It was customary at that time for many church parishes to be managed by boards of trustees
(wardens) who represented the civil corporation of the parish. In French Louisiana these trustees
were called Marguilliers. They were members of the congregation elected to oversee the
operations of the church. The qualifications required only that the congregant be at least 25 years
of age, married, and a property holder. Piety was not a prerequisite. It was also not required that
they get along with the pastor, and in Lafayette they did not.
The Marguilliers regarded themselves as the masters of the church and the pastor as their hired
hand. They had refused to pay the old pastor's salary and were at their height of power and
arrogance when Father Megret arrived.
Father Megret set things straight. He told them that he was not subject to their whim, that his
boss was the bishop. And he told them to get off the high horse or he would close their church
and build himself a new one. Then he started a newspaper, L'Avenir, to hammer back at his
detractors who were using the existing newspaper to malign him.

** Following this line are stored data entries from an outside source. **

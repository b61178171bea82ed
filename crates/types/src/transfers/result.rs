//! Classified outcome of a transfer request

use super::kyc::{KycInstructions, KycSubtype};
use super::instructions::{DepositInstructions, WithdrawalInstructions};

/// Either instructions to complete the transfer or the KYC the anchor wants first
#[derive(Debug, Clone, PartialEq)]
pub enum TransferResult<T> {
	Success(T),
	Kyc(KycInstructions),
}

pub type DepositResult = TransferResult<DepositInstructions>;
pub type WithdrawalResult = TransferResult<WithdrawalInstructions>;

impl<T> TransferResult<T> {
	pub fn is_success(&self) -> bool {
		matches!(self, TransferResult::Success(_))
	}

	pub fn success(&self) -> Option<&T> {
		match self {
			TransferResult::Success(instructions) => Some(instructions),
			TransferResult::Kyc(_) => None,
		}
	}

	pub fn into_success(self) -> Option<T> {
		match self {
			TransferResult::Success(instructions) => Some(instructions),
			TransferResult::Kyc(_) => None,
		}
	}

	pub fn kyc(&self) -> Option<&KycInstructions> {
		match self {
			TransferResult::Success(_) => None,
			TransferResult::Kyc(kyc) => Some(kyc),
		}
	}

	pub fn kyc_subtype(&self) -> Option<KycSubtype> {
		self.kyc().map(KycInstructions::subtype)
	}
}
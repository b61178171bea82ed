//! HTTP client cache for anchor connections
//!
//! Provides per-host client instances with connection pooling and keep-alive.
//! Pools are transport state only: no anchor response is ever cached here.

use anchor_types::AnchorResult;
use dashmap::DashMap;
use reqwest::{Client, ClientBuilder};
use std::sync::Arc;
use std::time::{Duration, Instant};
use tracing::debug;
use url::Url;

pub const DEFAULT_USER_AGENT: &str = concat!("anchor-transfer/", env!("CARGO_PKG_VERSION"));

/// Configuration for creating pooled HTTP clients
#[derive(Debug, Clone, PartialEq, Eq, Hash)]
pub struct ClientConfig {
	/// `host[:port]` the client talks to
	pub host: String,
	/// Whole-request timeout
	pub timeout_ms: u64,
	/// Maximum number of idle connections per host
	pub max_idle_per_host: usize,
	/// Connection keep-alive timeout
	pub keep_alive_timeout_ms: u64,
	pub user_agent: String,
}

impl ClientConfig {
	pub fn for_host(host: impl Into<String>, timeout_ms: u64) -> Self {
		Self {
			host: host.into(),
			timeout_ms,
			max_idle_per_host: 10,
			keep_alive_timeout_ms: 90_000,
			user_agent: DEFAULT_USER_AGENT.to_string(),
		}
	}

	pub fn for_url(url: &Url, timeout_ms: u64) -> Self {
		let host = match (url.host_str(), url.port()) {
			(Some(host), Some(port)) => format!("{}:{}", host, port),
			(Some(host), None) => host.to_string(),
			(None, _) => url.as_str().to_string(),
		};
		Self::for_host(host, timeout_ms)
	}
}

/// Cached client with creation timestamp for TTL management
#[derive(Debug, Clone)]
struct CachedClient {
	client: Arc<Client>,
	created_at: Instant,
}

impl CachedClient {
	fn new(client: Client) -> Self {
		Self {
			client: Arc::new(client),
			created_at: Instant::now(),
		}
	}

	fn is_expired(&self, ttl: Duration) -> bool {
		self.created_at.elapsed() > ttl
	}
}

/// Thread-safe cache of HTTP clients keyed by host configuration, with TTL
#[derive(Clone, Debug)]
pub struct ClientCache {
	clients: Arc<DashMap<ClientConfig, CachedClient>>,
	ttl: Duration,
}

impl ClientCache {
	/// Create a new client cache with default 30-minute TTL
	pub fn new() -> Self {
		Self::with_ttl(Duration::from_secs(30 * 60))
	}

	pub fn with_ttl(ttl: Duration) -> Self {
		Self {
			clients: Arc::new(DashMap::new()),
			ttl,
		}
	}

	/// Get or create a pooled client for the given configuration
	///
	/// Expired clients of every host are dropped first.
	pub fn get_client(&self, config: &ClientConfig) -> AnchorResult<Arc<Client>> {
		self.prune_expired();

		if let Some(cached_client_ref) = self.clients.get(config) {
			let cached_client = cached_client_ref.value();
			debug!(
				"Reusing cached client for {} (age: {:?})",
				config.host,
				cached_client.created_at.elapsed()
			);
			return Ok(cached_client.client.clone());
		}

		debug!("Creating new client for {}", config.host);
		let cached_client = CachedClient::new(Self::create_client(config)?);
		let client_arc = cached_client.client.clone();

		use dashmap::mapref::entry::Entry;

		match self.clients.entry(config.clone()) {
			Entry::Occupied(entry) => {
				// Another task raced us here; keep the first client
				return Ok(entry.get().client.clone());
			},
			Entry::Vacant(entry) => {
				entry.insert(cached_client);
			},
		}

		Ok(client_arc)
	}

	/// Client for whatever host `url` points at
	pub fn client_for_url(&self, url: &Url, timeout_ms: u64) -> AnchorResult<Arc<Client>> {
		self.get_client(&ClientConfig::for_url(url, timeout_ms))
	}

	fn create_client(config: &ClientConfig) -> AnchorResult<Client> {
		let client = ClientBuilder::new()
			.timeout(Duration::from_millis(config.timeout_ms))
			.pool_max_idle_per_host(config.max_idle_per_host)
			.pool_idle_timeout(Duration::from_millis(config.keep_alive_timeout_ms))
			.tcp_keepalive(Duration::from_secs(60))
			.user_agent(config.user_agent.clone())
			.build()?;
		Ok(client)
	}

	fn prune_expired(&self) -> usize {
		let mut removed_count = 0;

		self.clients.retain(|config, cached_client| {
			let is_expired = cached_client.is_expired(self.ttl);
			if is_expired {
				removed_count += 1;
				debug!(
					"Client cache expired for {} (age: {:?}), dropping pooled client",
					config.host,
					cached_client.created_at.elapsed()
				);
			}
			!is_expired
		});

		if removed_count > 0 {
			debug!("Pruned {} expired clients from cache", removed_count);
		}

		removed_count
	}
}

impl Default for ClientCache {
	fn default() -> Self {
		Self::new()
	}
}
//! Anchor Types
//!
//! Shared models, errors and collaborator traits for the anchor transfer client.
//! This crate contains all domain models organized by concern.

pub mod adapters;
pub mod errors;
pub mod info;
pub mod models;
pub mod servers;
pub mod transfers;

#[cfg(any(test, feature = "test-utils"))]
pub mod test_utils;

// Re-export chrono and serde_json for convenience
pub use chrono;
pub use serde_json;

pub use adapters::{AccountLedger, AnchorResponse, DomainConfigResolver, TransferServerClient};

pub use errors::{AnchorError, AnchorResult};

pub use info::{
	AssetTransferInfo, DepositCapability, EndpointSupport, FieldSpec, TransferFields,
	TransferInfo, WithdrawCapability, WithdrawalMethod,
};

pub use models::{Asset, AuthToken, CurrencyEntry, DomainConfig, Memo, MemoType, DOMAIN_CONFIG_PATH};

pub use servers::{TransferOptions, TransferServer};

pub use transfers::{
	DepositInstructions, DepositRequest, DepositResult, DepositType, KycInstructions,
	KycInteractive, KycNonInteractive, KycStatus, KycStatusValue, KycSubtype, PaymentOperation,
	RequestFields, TransferDirection, TransferKind, TransferRequest, TransferResult,
	TransferStatus, TransferTransaction, WithdrawalInstructions, WithdrawalRequest,
	WithdrawalResult, WithdrawalType,
};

In March 1843, Father Megret wrote to the bishop that "hell seems to be let loose." Matters came
to a head when a local tough guy, hired by the Marguilliers, "hurling foul and slanderous insults
at him," attacked Father Megret on the street and beat him up. There were other people on the
street, but none stopped the beating. The chairman of the board of trustees was a little way down
the street "in the midst of a group laughing to his heart's content." The chairman also was the
sheriff, but didn't stop the fight.
Father Megret closed the church and began to build one in Abbeville. When he refused to say
Mass in Vermilionville, the congregation entered the fray. They elected new trustees. The
Marguilliers refused to accept the election and called for a new one. Nobody came to vote.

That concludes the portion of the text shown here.